|
Paravertebral epidural injection in the L3-L4 interspace. |
In the illustration, a 'single shot' epidural injection is made in the Lumbar 3-4 interspace using a paravertebral approach.
The bony and ligamentous structures of the region are shown in the lateral view image. An epidural (Tuohy ) needle is inserted in the sagittal plane, with its bevel pointing cephalad.

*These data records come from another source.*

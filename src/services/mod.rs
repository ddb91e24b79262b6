//! Services module
//!
//! Este módulo contiene la lógica de negocio del motor de workflow: el
//! gate de permisos, el ledger de inspecciones, el gestor de sesiones de
//! fichaje, la máquina de estados de tickets y los subscribers que
//! encadenan la creación automática de tickets.

pub mod audit;
pub mod inspection_ledger;
pub mod permission_gate;
pub mod ticket_service;
pub mod time_session;
pub mod workflow;

pub use permission_gate::PermissionGate;
pub use ticket_service::TicketStateMachine;
pub use time_session::TimeSessionManager;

For the paramedian approach, local anaesthetic is infiltrated 15mm lateral to the cephalad end (upper border) of the vertebral spinous process below the selected interspace. The Tuohy needle is inserted at 900 to all skin planes. The paravertebral muscles are penetrated until the bone of the vertebral lamina is encountered. The depth of needle insertion is noted. The needle is partially withdrawn and redirected cephalad and towards the midline until the previous depth is attained. Once the ligament is entered, the syringe is attached and the needle is slowly advanced while searching for loss-of-resistance.

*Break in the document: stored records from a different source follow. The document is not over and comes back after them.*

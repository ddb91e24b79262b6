//! MemoryStore - implementación in-memory del storage collaborator
//!
//! Implementación de referencia del contrato de atomicidad: todo el data
//! set vive detrás de un único `tokio::sync::Mutex`, así que cada
//! operación compuesta se ejecuta serializada y o aplica todos sus
//! cambios o devuelve error sin tocar nada. Es el backend de los tests de
//! integración; no pretende rendir en producción.

use std::collections::HashMap;

use async_trait::async_trait;
use chrono::{DateTime, Utc};
use tokio::sync::Mutex;
use uuid::Uuid;

use crate::models::inspection::Inspection;
use crate::models::part::{Part, PartStatus};
use crate::models::ticket::{ServiceTicket, TicketStatus, TicketType};
use crate::models::time_log::{SessionKind, TimeLog};
use crate::models::vehicle::{Vehicle, VehicleStatus};
use crate::repositories::store::{ClockOutArgs, ClockOutRecord, WorkshopStore};
use crate::services::inspection_ledger::{self, MergeOutcome};
use crate::utils::errors::{
    internal_error, not_found_error, ticket_not_found, validation_error, AppError, AppResult,
};

#[derive(Default)]
struct StoreData {
    vehicles: HashMap<Uuid, Vehicle>,
    tickets: HashMap<String, ServiceTicket>,
    sessions: HashMap<Uuid, TimeLog>,
    parts: HashMap<Uuid, Part>,
    inspections: HashMap<Uuid, Inspection>,
}

impl StoreData {
    fn active_ticket(&self, id: &str) -> Option<&ServiceTicket> {
        self.tickets.get(id).filter(|t| !t.deleted)
    }

    fn open_session_of(&self, technician_id: Uuid) -> Option<&TimeLog> {
        self.sessions.values().find(|s| {
            s.technician_id == technician_id && s.ended_at.is_none() && s.kind == SessionKind::Work
        })
    }
}

/// Store in-memory para tests y entornos efímeros
#[derive(Default)]
pub struct MemoryStore {
    data: Mutex<StoreData>,
}

impl MemoryStore {
    pub fn new() -> Self {
        Self::default()
    }
}

#[async_trait]
impl WorkshopStore for MemoryStore {
    async fn get_vehicle(&self, id: Uuid) -> AppResult<Option<Vehicle>> {
        let data = self.data.lock().await;
        Ok(data.vehicles.get(&id).cloned())
    }

    async fn get_ticket(&self, id: &str) -> AppResult<Option<ServiceTicket>> {
        let data = self.data.lock().await;
        Ok(data.active_ticket(id).cloned())
    }

    async fn ticket_exists(&self, id: &str) -> AppResult<bool> {
        let data = self.data.lock().await;
        Ok(data.tickets.contains_key(id))
    }

    async fn get_inspection(&self, id: Uuid) -> AppResult<Option<Inspection>> {
        let data = self.data.lock().await;
        Ok(data.inspections.get(&id).cloned())
    }

    async fn find_active_ticket(
        &self,
        vehicle_id: Uuid,
        ticket_type: TicketType,
    ) -> AppResult<Option<ServiceTicket>> {
        let data = self.data.lock().await;
        Ok(data
            .tickets
            .values()
            .find(|t| t.vehicle_id == vehicle_id && t.ticket_type == ticket_type && t.is_active())
            .cloned())
    }

    async fn find_open_session(&self, technician_id: Uuid) -> AppResult<Option<TimeLog>> {
        let data = self.data.lock().await;
        Ok(data.open_session_of(technician_id).cloned())
    }

    async fn sessions_for_ticket(&self, ticket_id: &str) -> AppResult<Vec<TimeLog>> {
        let data = self.data.lock().await;
        let mut sessions: Vec<TimeLog> = data
            .sessions
            .values()
            .filter(|s| s.ticket_id == ticket_id)
            .cloned()
            .collect();
        sessions.sort_by_key(|s| s.started_at);
        Ok(sessions)
    }

    async fn parts_for_ticket(&self, ticket_id: &str) -> AppResult<Vec<Part>> {
        let data = self.data.lock().await;
        let mut parts: Vec<Part> = data
            .parts
            .values()
            .filter(|p| p.ticket_id == ticket_id)
            .cloned()
            .collect();
        parts.sort_by_key(|p| p.created_at);
        Ok(parts)
    }

    async fn insert_vehicle(&self, vehicle: Vehicle) -> AppResult<()> {
        let mut data = self.data.lock().await;
        data.vehicles.insert(vehicle.id, vehicle);
        Ok(())
    }

    async fn insert_inspection(&self, inspection: Inspection) -> AppResult<()> {
        let mut data = self.data.lock().await;
        data.inspections.insert(inspection.id, inspection);
        Ok(())
    }

    async fn create_ticket(
        &self,
        ticket: ServiceTicket,
        vehicle_status: Option<VehicleStatus>,
    ) -> AppResult<ServiceTicket> {
        let mut data = self.data.lock().await;

        // re-comprobación del invariante de lane dentro de la sección
        // atómica: dos creates concurrentes en la misma lane no pueden
        // pasar los dos el chequeo del service
        let lane_taken = data.tickets.values().any(|t| {
            t.vehicle_id == ticket.vehicle_id
                && t.ticket_type == ticket.ticket_type
                && t.is_active()
        });
        if lane_taken {
            return Err(validation_error(
                "ticket_type",
                "an active ticket already exists for this vehicle in this lane",
            ));
        }

        if data.tickets.contains_key(&ticket.id) {
            return Err(AppError::DuplicateTicketId(ticket.id));
        }
        let vehicle = data
            .vehicles
            .get_mut(&ticket.vehicle_id)
            .ok_or_else(|| not_found_error("vehicle", &ticket.vehicle_id.to_string()))?;

        if let Some(new_status) = vehicle_status {
            vehicle.status = new_status;
        }
        data.tickets.insert(ticket.id.clone(), ticket.clone());
        Ok(ticket)
    }

    async fn clock_in(
        &self,
        log: TimeLog,
        ticket_status: TicketStatus,
        vehicle_status: VehicleStatus,
    ) -> AppResult<TimeLog> {
        let mut data = self.data.lock().await;

        // re-comprobación del invariante dentro de la sección atómica
        if let Some(open) = data.open_session_of(log.technician_id) {
            return Err(AppError::SessionConflict(format!(
                "technician '{}' already has an open session on ticket '{}'",
                log.technician_id, open.ticket_id
            )));
        }

        let ticket = data
            .tickets
            .get(&log.ticket_id)
            .filter(|t| !t.deleted && !t.status.is_completed())
            .ok_or_else(|| ticket_not_found(&log.ticket_id))?;
        let vehicle_id = ticket.vehicle_id;

        if let Some(ticket) = data.tickets.get_mut(&log.ticket_id) {
            ticket.status = ticket_status;
        }
        if let Some(vehicle) = data.vehicles.get_mut(&vehicle_id) {
            vehicle.status = vehicle_status;
        }
        data.sessions.insert(log.id, log.clone());
        Ok(log)
    }

    async fn clock_out(&self, args: ClockOutArgs) -> AppResult<ClockOutRecord> {
        let mut data = self.data.lock().await;

        let session_id = data
            .open_session_of(args.technician_id)
            .map(|s| s.id)
            .ok_or_else(|| {
                AppError::NoActiveSession(format!(
                    "technician '{}' has no open session",
                    args.technician_id
                ))
            })?;
        let ticket_id = data
            .sessions
            .get(&session_id)
            .map(|s| s.ticket_id.clone())
            .ok_or_else(|| internal_error("open session vanished during clock-out"))?;

        let ticket = data
            .active_ticket(&ticket_id)
            .cloned()
            .ok_or_else(|| ticket_not_found(&ticket_id))?;

        // merge del ledger dentro de la sección atómica: dos clock-outs
        // concurrentes sobre la misma inspección se serializan aquí
        let outcome = if let Some(inspection_id) = ticket.inspection_id {
            let inspection = data
                .inspections
                .get_mut(&inspection_id)
                .ok_or_else(|| not_found_error("inspection", &inspection_id.to_string()))?;
            inspection_ledger::merge(inspection, &args.resolutions, &args.new_issues)
        } else {
            MergeOutcome {
                items_fixed: 0,
                remaining_open: 0,
            }
        };

        let new_status = ticket.status.after_clock_out(outcome.items_fixed, outcome.remaining_open);

        let payload = serde_json::json!({
            "resolutions": args.resolutions,
            "new_issues": args.new_issues,
            "notes": args.notes,
        });

        let session = data
            .sessions
            .get_mut(&session_id)
            .ok_or_else(|| internal_error("open session vanished during clock-out"))?;
        session.ended_at = Some(args.ended_at);
        session.resolutions = Some(payload);
        session.notes = args.notes.clone();
        let session = session.clone();

        let ticket = data
            .tickets
            .get_mut(&ticket_id)
            .ok_or_else(|| ticket_not_found(&ticket_id))?;
        ticket.status = new_status;
        let ticket = ticket.clone();

        Ok(ClockOutRecord {
            session,
            ticket,
            outcome,
        })
    }

    async fn request_parts(
        &self,
        part: Part,
        ticket_status: TicketStatus,
        log: TimeLog,
    ) -> AppResult<Part> {
        let mut data = self.data.lock().await;

        let ticket = data
            .tickets
            .get_mut(&part.ticket_id)
            .filter(|t| !t.deleted)
            .ok_or_else(|| ticket_not_found(&part.ticket_id))?;
        ticket.status = ticket_status;

        data.parts.insert(part.id, part.clone());
        data.sessions.insert(log.id, log);
        Ok(part)
    }

    async fn confirm_parts(
        &self,
        ticket_id: &str,
        ticket_status: TicketStatus,
        vehicle_status: VehicleStatus,
        log: TimeLog,
    ) -> AppResult<u64> {
        let mut data = self.data.lock().await;

        let ticket = data
            .tickets
            .get_mut(ticket_id)
            .filter(|t| !t.deleted)
            .ok_or_else(|| ticket_not_found(ticket_id))?;
        ticket.status = ticket_status;
        let vehicle_id = ticket.vehicle_id;

        if let Some(vehicle) = data.vehicles.get_mut(&vehicle_id) {
            vehicle.status = vehicle_status;
        }

        let mut received = 0u64;
        for part in data.parts.values_mut() {
            if part.ticket_id == ticket_id && part.status == PartStatus::Ordered {
                part.status = PartStatus::Received;
                received += 1;
            }
        }

        data.sessions.insert(log.id, log);
        Ok(received)
    }

    async fn set_ticket_status(
        &self,
        ticket_id: &str,
        status: TicketStatus,
        vehicle_status: Option<VehicleStatus>,
        completed_at: Option<DateTime<Utc>>,
    ) -> AppResult<ServiceTicket> {
        let mut data = self.data.lock().await;

        let ticket = data
            .tickets
            .get_mut(ticket_id)
            .filter(|t| !t.deleted)
            .ok_or_else(|| ticket_not_found(ticket_id))?;
        ticket.status = status;
        if completed_at.is_some() {
            ticket.completed_at = completed_at;
        }
        let vehicle_id = ticket.vehicle_id;
        let ticket = ticket.clone();

        if let Some(new_status) = vehicle_status {
            if let Some(vehicle) = data.vehicles.get_mut(&vehicle_id) {
                vehicle.status = new_status;
            }
        }

        Ok(ticket)
    }

    async fn soft_delete_ticket(
        &self,
        ticket_id: &str,
        deleted_by: Uuid,
        at: DateTime<Utc>,
    ) -> AppResult<()> {
        let mut data = self.data.lock().await;

        let ticket = data
            .tickets
            .get_mut(ticket_id)
            .filter(|t| !t.deleted)
            .ok_or_else(|| ticket_not_found(ticket_id))?;
        ticket.deleted = true;
        ticket.deleted_at = Some(at);
        ticket.deleted_by = Some(deleted_by);
        Ok(())
    }
}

The required dose of local anaesthetic solution is now injected, and can be seen spreading through the epidural space - which envelops the spinal cord. If a local anaesthetic is injected, the effect of the drug is 'concentrated' at the nerve roots as they emerge from the spinal cord. This in contrast to the effect of opioids, where the effect is exerted within the spinal cord. The epidural space can also be approached via the caudal route.